- [Your assignment]
Across the records that follow, how many lines contain the string "captured"? Answer with the number only.
-- Data supplied follows --
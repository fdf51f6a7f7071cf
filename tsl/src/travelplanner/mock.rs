//! Mock Travel Planner for working without API access.
//!
//! Serves captured raw HTTP responses from disk as if they had just been
//! read off the socket, so the whole pipeline (including header stripping)
//! runs against real bytes.

use std::collections::HashMap;
use std::future::Future;
use std::path::Path;

use tracing::debug;

use super::error::TransportError;
use super::source::{RawResponse, TripSource};

/// Extension of captured response files.
const CAPTURE_EXTENSION: &str = "http";

/// Separator between origin and destination in a capture file name.
const ROUTE_SEPARATOR: &str = "--";

/// Mock client that serves captured responses, keyed by route.
#[derive(Debug, Clone)]
pub struct MockTravelPlanner {
    /// Raw responses keyed by (origin, destination).
    responses: HashMap<(String, String), Vec<u8>>,
    capacity: usize,
}

impl MockTravelPlanner {
    /// Create a mock by loading capture files from a directory.
    ///
    /// Expects files named `{origin}--{destination}.http` (e.g.
    /// `Duvbo--Universitetet.http`) holding a complete raw response: status
    /// line, headers, blank line and body. Responses longer than `capacity`
    /// are cut to `capacity` bytes, as the live client would.
    pub fn new(data_dir: impl AsRef<Path>, capacity: usize) -> Result<Self, TransportError> {
        let data_dir = data_dir.as_ref();
        let mut responses = HashMap::new();

        let entries = std::fs::read_dir(data_dir).map_err(|e| TransportError::Replay {
            message: format!("failed to read capture directory {:?}: {}", data_dir, e),
        })?;

        for entry in entries {
            let entry = entry.map_err(|e| TransportError::Replay {
                message: format!("failed to read directory entry: {}", e),
            })?;

            let path = entry.path();
            if !path.is_file()
                || path.extension().and_then(|s| s.to_str()) != Some(CAPTURE_EXTENSION)
            {
                continue;
            }

            let (origin, destination) = path
                .file_stem()
                .and_then(|s| s.to_str())
                .and_then(|stem| stem.split_once(ROUTE_SEPARATOR))
                .ok_or_else(|| TransportError::Replay {
                    message: format!("capture file name is not origin--destination: {:?}", path),
                })?;

            let bytes = std::fs::read(&path).map_err(|e| TransportError::Replay {
                message: format!("failed to read {:?}: {}", path, e),
            })?;

            debug!(origin, destination, bytes = bytes.len(), "loaded captured response");
            responses.insert((origin.to_string(), destination.to_string()), bytes);
        }

        if responses.is_empty() {
            return Err(TransportError::Replay {
                message: format!("no captured responses found in {:?}", data_dir),
            });
        }

        Ok(Self {
            responses,
            capacity,
        })
    }

    /// Create a mock serving a single in-memory response.
    pub fn with_response(
        origin: impl Into<String>,
        destination: impl Into<String>,
        bytes: impl Into<Vec<u8>>,
        capacity: usize,
    ) -> Self {
        let mut responses = HashMap::new();
        responses.insert((origin.into(), destination.into()), bytes.into());
        Self {
            responses,
            capacity,
        }
    }

    /// Serve the captured response for a route.
    ///
    /// Mimics the real `TravelPlannerClient::fetch` interface.
    pub async fn fetch(
        &self,
        origin: &str,
        destination: &str,
    ) -> Result<RawResponse, TransportError> {
        let bytes = self
            .responses
            .get(&(origin.to_string(), destination.to_string()))
            .ok_or_else(|| TransportError::Replay {
                message: format!(
                    "no captured response for {} -> {}. Available: {:?}",
                    origin,
                    destination,
                    self.available_routes()
                ),
            })?;

        let end = bytes.len().min(self.capacity);
        Ok(RawResponse::new(bytes[..end].to_vec(), self.capacity))
    }

    /// List the routes with a captured response, sorted.
    pub fn available_routes(&self) -> Vec<(String, String)> {
        let mut routes: Vec<_> = self.responses.keys().cloned().collect();
        routes.sort();
        routes
    }
}

impl TripSource for MockTravelPlanner {
    fn fetch(
        &self,
        origin: &str,
        destination: &str,
    ) -> impl Future<Output = Result<RawResponse, TransportError>> + Send {
        MockTravelPlanner::fetch(self, origin, destination)
    }
}
//! Command-line arguments.

use crate::render::OutputFormat;

/// Usage line printed on argument errors and for `--help`.
pub const USAGE: &str = "usage: tsl [--json] <origin> <destination>";

/// A parsed command line.
#[derive(Debug, Clone, PartialEq, Eq)]
pub enum Command {
    /// Print usage and exit successfully
    Help,
    /// Look up trips between two stations
    Lookup {
        origin: String,
        destination: String,
        format: OutputFormat,
    },
}

/// Invalid command line.
#[derive(Debug, Clone, PartialEq, Eq, thiserror::Error)]
pub enum ArgsError {
    #[error("missing {0}")]
    Missing(&'static str),

    #[error("unexpected argument: {0}")]
    Unexpected(String),

    #[error("unknown option: {0}")]
    UnknownOption(String),
}

/// Parse the arguments after the program name.
pub fn parse_args<I>(args: I) -> Result<Command, ArgsError>
where
    I: IntoIterator,
    I::Item: Into<String>,
{
    let mut format = OutputFormat::Text;
    let mut positional = Vec::new();

    for arg in args {
        let arg: String = arg.into();
        match arg.as_str() {
            "-h" | "--help" => return Ok(Command::Help),
            "--json" => format = OutputFormat::Json,
            flag if flag.starts_with('-') && flag.len() > 1 => {
                return Err(ArgsError::UnknownOption(flag.to_string()));
            }
            _ => positional.push(arg),
        }
    }

    let mut positional = positional.into_iter();
    let origin = positional.next().ok_or(ArgsError::Missing("origin"))?;
    let destination = positional.next().ok_or(ArgsError::Missing("destination"))?;
    if let Some(extra) = positional.next() {
        return Err(ArgsError::Unexpected(extra));
    }

    Ok(Command::Lookup {
        origin,
        destination,
        format,
    })
}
-- Data supplied concluded --
- [Exercise result]
8